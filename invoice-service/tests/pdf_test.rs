mod common;

use common::TestApp;
use serde_json::json;

#[tokio::test]
async fn pdf_download_returns_a_document() {
    let app = TestApp::spawn().await;
    let customer_id = app.seed_customer("Acme Corp", "billing@acme.test").await;
    let invoice_id = app
        .seed_invoice(
            &customer_id,
            json!([
                { "description": "Consulting", "quantity": 40, "unit_price": 75, "tax_rate": 8.5 },
            ]),
        )
        .await;

    let response = app.get(&format!("/api/invoices/{}/pdf", invoice_id)).await;
    assert!(response.status().is_success());
    assert_eq!(
        response.headers()["content-type"].to_str().unwrap(),
        "application/pdf"
    );

    let disposition = response.headers()["content-disposition"].to_str().unwrap();
    assert!(disposition.starts_with("attachment; filename=invoice_INV-"));

    let bytes = response.bytes().await.unwrap();
    assert!(bytes.starts_with(b"%PDF"));
    assert!(bytes.len() > 1000);
}

#[tokio::test]
async fn pdf_for_missing_invoice_is_404_with_no_bytes() {
    let app = TestApp::spawn().await;

    let response = app.get("/api/invoices/no-such-id/pdf").await;
    assert_eq!(response.status().as_u16(), 404);
    assert_ne!(
        response.headers().get("content-type").map(|v| v.as_bytes()),
        Some(b"application/pdf".as_ref())
    );
}

#[tokio::test]
async fn pdf_for_invoice_with_deleted_customer_is_404() {
    let app = TestApp::spawn().await;
    let customer_id = app.seed_customer("Acme Corp", "billing@acme.test").await;
    let invoice_id = app.seed_invoice(&customer_id, json!([])).await;

    app.delete(&format!("/api/customers/{}", customer_id)).await;

    let response = app.get(&format!("/api/invoices/{}/pdf", invoice_id)).await;
    assert_eq!(response.status().as_u16(), 404);
}

#[tokio::test]
async fn corrupt_logo_does_not_fail_rendering() {
    let app = TestApp::spawn().await;

    // Valid base64, but not a decodable image.
    let response = app
        .post(
            "/api/company-settings",
            &json!({
                "company_name": "Widgets Inc",
                "logo": "data:image/png;base64,bm90IGFuIGltYWdl",
            }),
        )
        .await;
    assert!(response.status().is_success());

    let customer_id = app.seed_customer("Acme Corp", "billing@acme.test").await;
    let invoice_id = app.seed_invoice(&customer_id, json!([])).await;

    let response = app.get(&format!("/api/invoices/{}/pdf", invoice_id)).await;
    assert!(response.status().is_success());

    let bytes = response.bytes().await.unwrap();
    assert!(bytes.starts_with(b"%PDF"));
}
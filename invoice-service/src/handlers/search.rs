use crate::dtos::{CustomerResponse, InvoiceResponse, SearchParams};
use crate::startup::AppState;
use axum::{
    extract::{Query, State},
    response::IntoResponse,
    Json,
};
use service_core::error::AppError;

const SEARCH_LIMIT: i64 = 10;

pub async fn search_customers(
    State(state): State<AppState>,
    Query(params): Query<SearchParams>,
) -> Result<impl IntoResponse, AppError> {
    let query = params.q.trim();
    if query.is_empty() {
        return Ok(Json(Vec::<CustomerResponse>::new()));
    }

    let customers = state.store.search_customers(query, SEARCH_LIMIT).await?;
    Ok(Json(
        customers.into_iter().map(CustomerResponse::from).collect(),
    ))
}

pub async fn search_invoices(
    State(state): State<AppState>,
    Query(params): Query<SearchParams>,
) -> Result<impl IntoResponse, AppError> {
    let query = params.q.trim();
    if query.is_empty() {
        return Ok(Json(Vec::<InvoiceResponse>::new()));
    }

    let invoices = state.store.search_invoices(query, SEARCH_LIMIT).await?;
    Ok(Json(
        invoices
            .into_iter()
            .map(InvoiceResponse::from)
            .collect::<Vec<_>>(),
    ))
}
//! service-core: Shared infrastructure for invoice-service.
pub mod config;
pub mod error;
pub mod observability;

pub use async_trait;
pub use axum;
pub use mongodb;
pub use serde;
pub use serde_json;
pub use tokio;
pub use tower;
pub use tower_http;
pub use tracing;
pub use validator;
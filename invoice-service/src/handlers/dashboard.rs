use crate::dtos::{DashboardStats, RecentInvoice};
use crate::models::InvoiceStatus;
use crate::startup::AppState;
use axum::{extract::State, response::IntoResponse, Json};
use service_core::error::AppError;

pub async fn dashboard_stats(
    State(state): State<AppState>,
) -> Result<impl IntoResponse, AppError> {
    let store = &state.store;

    let total_customers = store.count_customers().await?;
    let total_invoices = store.count_invoices(None).await?;

    let draft_invoices = store.count_invoices(Some(InvoiceStatus::Draft)).await?;
    let sent_invoices = store.count_invoices(Some(InvoiceStatus::Sent)).await?;
    let paid_invoices = store.count_invoices(Some(InvoiceStatus::Paid)).await?;
    let overdue_invoices = store.count_invoices(Some(InvoiceStatus::Overdue)).await?;

    let paid_amount = store.sum_invoice_totals(InvoiceStatus::Paid).await?;
    let pending_amount = store.sum_invoice_totals(InvoiceStatus::Sent).await?;
    let overdue_amount = store.sum_invoice_totals(InvoiceStatus::Overdue).await?;

    // Draft and cancelled invoices never contribute to revenue.
    let total_revenue = paid_amount + pending_amount + overdue_amount;

    Ok(Json(DashboardStats {
        total_customers,
        total_invoices,
        total_revenue,
        pending_amount,
        overdue_amount,
        paid_amount,
        draft_invoices,
        sent_invoices,
        paid_invoices,
        overdue_invoices,
    }))
}

pub async fn recent_invoices(
    State(state): State<AppState>,
) -> Result<impl IntoResponse, AppError> {
    let invoices = state.store.recent_invoices(10).await?;

    let mut responses = Vec::with_capacity(invoices.len());
    for invoice in invoices {
        let customer_name = state
            .store
            .fetch_customer(&invoice.customer_id)
            .await?
            .map(|c| c.name)
            .unwrap_or_else(|| "Unknown Customer".to_string());
        responses.push(RecentInvoice::from_invoice(invoice, customer_name));
    }

    Ok(Json(responses))
}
_____
AIM OF THE EXERCISE: Return the full data above, line for line.

YOUR SOLUTION:
filename invoice-service/tests/pdf_test.rs
mod common;

use common::TestApp;
use serde_json::json;

#[tokio::test]
async fn pdf_download_returns_a_document() {
    let app = TestApp::spawn().await;
    let customer_id = app.seed_customer("Acme Corp", "billing@acme.test").await;
    let invoice_id = app
        .seed_invoice(
            &customer_id,
            json!([
                { "description": "Consulting", "quantity": 40, "unit_price": 75, "tax_rate": 8.5 },
            ]),
        )
        .await;

    let response = app.get(&format!("/api/invoices/{}/pdf", invoice_id)).await;
    assert!(response.status().is_success());
    assert_eq!(
        response.headers()["content-type"].to_str().unwrap(),
        "application/pdf"
    );

    let disposition = response.headers()["content-disposition"].to_str().unwrap();
    assert!(disposition.starts_with("attachment; filename=invoice_INV-"));

    let bytes = response.bytes().await.unwrap();
    assert!(bytes.starts_with(b"%PDF"));
    assert!(bytes.len() > 1000);
}

#[tokio::test]
async fn pdf_for_missing_invoice_is_404_with_no_bytes() {
    let app = TestApp::spawn().await;

    let response = app.get("/api/invoices/no-such-id/pdf").await;
    assert_eq!(response.status().as_u16(), 404);
    assert_ne!(
        response.headers().get("content-type").map(|v| v.as_bytes()),
        Some(b"application/pdf".as_ref())
    );
}

#[tokio::test]
async fn pdf_for_invoice_with_deleted_customer_is_404() {
    let app = TestApp::spawn().await;
    let customer_id = app.seed_customer("Acme Corp", "billing@acme.test").await;
    let invoice_id = app.seed_invoice(&customer_id, json!([])).await;

    app.delete(&format!("/api/customers/{}", customer_id)).await;

    let response = app.get(&format!("/api/invoices/{}/pdf", invoice_id)).await;
    assert_eq!(response.status().as_u16(), 404);
}

#[tokio::test]
async fn corrupt_logo_does_not_fail_rendering() {
    let app = TestApp::spawn().await;

    // Valid base64, but not a decodable image.
    let response = app
        .post(
            "/api/company-settings",
            &json!({
                "company_name": "Widgets Inc",
                "logo": "data:image/png;base64,bm90IGFuIGltYWdl",
            }),
        )
        .await;
    assert!(response.status().is_success());

    let customer_id = app.seed_customer("Acme Corp", "billing@acme.test").await;
    let invoice_id = app.seed_invoice(&customer_id, json!([])).await;

    let response = app.get(&format!("/api/invoices/{}/pdf", invoice_id)).await;
    assert!(response.status().is_success());

    let bytes = response.bytes().await.unwrap();
    assert!(bytes.starts_with(b"%PDF"));
}
filename invoice-service/src/handlers/search.rs
use crate::dtos::{CustomerResponse, InvoiceResponse, SearchParams};
use crate::startup::AppState;
use axum::{
    extract::{Query, State},
    response::IntoResponse,
    Json,
};
use service_core::error::AppError;

const SEARCH_LIMIT: i64 = 10;

pub async fn search_customers(
    State(state): State<AppState>,
    Query(params): Query<SearchParams>,
) -> Result<impl IntoResponse, AppError> {
    let query = params.q.trim();
    if query.is_empty() {
        return Ok(Json(Vec::<CustomerResponse>::new()));
    }

    let customers = state.store.search_customers(query, SEARCH_LIMIT).await?;
    Ok(Json(
        customers.into_iter().map(CustomerResponse::from).collect(),
    ))
}

pub async fn search_invoices(
    State(state): State<AppState>,
    Query(params): Query<SearchParams>,
) -> Result<impl IntoResponse, AppError> {
    let query = params.q.trim();
    if query.is_empty() {
        return Ok(Json(Vec::<InvoiceResponse>::new()));
    }

    let invoices = state.store.search_invoices(query, SEARCH_LIMIT).await?;
    Ok(Json(
        invoices
            .into_iter()
            .map(InvoiceResponse::from)
            .collect::<Vec<_>>(),
    ))
}
//! service-core: Shared infrastructure for invoice-service.
pub mod config;
pub mod error;
pub mod observability;

pub use async_trait;
pub use axum;
pub use mongodb;
pub use serde;
pub use serde_json;
pub use tokio;
pub use tower;
pub use tower_http;
pub use tracing;
pub use validator;
filename invoice-service/src/handlers/dashboard.rs
use crate::dtos::{DashboardStats, RecentInvoice};
use crate::models::InvoiceStatus;
use crate::startup::AppState;
use axum::{extract::State, response::IntoResponse, Json};
use service_core::error::AppError;

pub async fn dashboard_stats(
    State(state): State<AppState>,
) -> Result<impl IntoResponse, AppError> {
    let store = &state.store;

    let total_customers = store.count_customers().await?;
    let total_invoices = store.count_invoices(None).await?;

    let draft_invoices = store.count_invoices(Some(InvoiceStatus::Draft)).await?;
    let sent_invoices = store.count_invoices(Some(InvoiceStatus::Sent)).await?;
    let paid_invoices = store.count_invoices(Some(InvoiceStatus::Paid)).await?;
    let overdue_invoices = store.count_invoices(Some(InvoiceStatus::Overdue)).await?;

    let paid_amount = store.sum_invoice_totals(InvoiceStatus::Paid).await?;
    let pending_amount = store.sum_invoice_totals(InvoiceStatus::Sent).await?;
    let overdue_amount = store.sum_invoice_totals(InvoiceStatus::Overdue).await?;

    // Draft and cancelled invoices never contribute to revenue.
    let total_revenue = paid_amount + pending_amount + overdue_amount;

    Ok(Json(DashboardStats {
        total_customers,
        total_invoices,
        total_revenue,
        pending_amount,
        overdue_amount,
        paid_amount,
        draft_invoices,
        sent_invoices,
        paid_invoices,
        overdue_invoices,
    }))
}

pub async fn recent_invoices(
    State(state): State<AppState>,
) -> Result<impl IntoResponse, AppError> {
    let invoices = state.store.recent_invoices(10).await?;

    let mut responses = Vec::with_capacity(invoices.len());
    for invoice in invoices {
        let customer_name = state
            .store
            .fetch_customer(&invoice.customer_id)
            .await?
            .map(|c| c.name)
            .unwrap_or_else(|| "Unknown Customer".to_string());
        responses.push(RecentInvoice::from_invoice(invoice, customer_name));
    }

    Ok(Json(responses))
}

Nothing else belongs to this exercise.